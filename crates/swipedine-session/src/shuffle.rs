//! Presentation-order randomizer.

use rand::seq::SliceRandom;
use rand::Rng;

/// Returns a uniformly distributed permutation of `items`, leaving the input
/// untouched.
///
/// Fisher–Yates via [`SliceRandom::shuffle`], so every permutation is equally
/// likely. (A comparator returning random orderings does not have that
/// property and is exactly the defect this function replaces.)
#[must_use]
pub fn shuffle_queue<T: Clone>(items: &[T]) -> Vec<T> {
    shuffle_queue_with(items, &mut rand::rng())
}

/// [`shuffle_queue`] with a caller-supplied RNG, for deterministic tests.
#[must_use]
pub fn shuffle_queue_with<T: Clone, R: Rng + ?Sized>(items: &[T], rng: &mut R) -> Vec<T> {
    let mut shuffled = items.to_vec();
    shuffled.shuffle(rng);
    shuffled
}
- - - - -
Try it:
Copy out the whole listing exactly.

Task response:
filename crates/swipedine-session/src/shuffle.rs
//! Presentation-order randomizer.

use rand::seq::SliceRandom;
use rand::Rng;

/// Returns a uniformly distributed permutation of `items`, leaving the input
/// untouched.
///
/// Fisher–Yates via [`SliceRandom::shuffle`], so every permutation is equally
/// likely. (A comparator returning random orderings does not have that
/// property and is exactly the defect this function replaces.)
#[must_use]
pub fn shuffle_queue<T: Clone>(items: &[T]) -> Vec<T> {
    shuffle_queue_with(items, &mut rand::rng())
}

/// [`shuffle_queue`] with a caller-supplied RNG, for deterministic tests.
#[must_use]
pub fn shuffle_queue_with<T: Clone, R: Rng + ?Sized>(items: &[T], rng: &mut R) -> Vec<T> {
    let mut shuffled = items.to_vec();
    shuffled.shuffle(rng);
    shuffled
}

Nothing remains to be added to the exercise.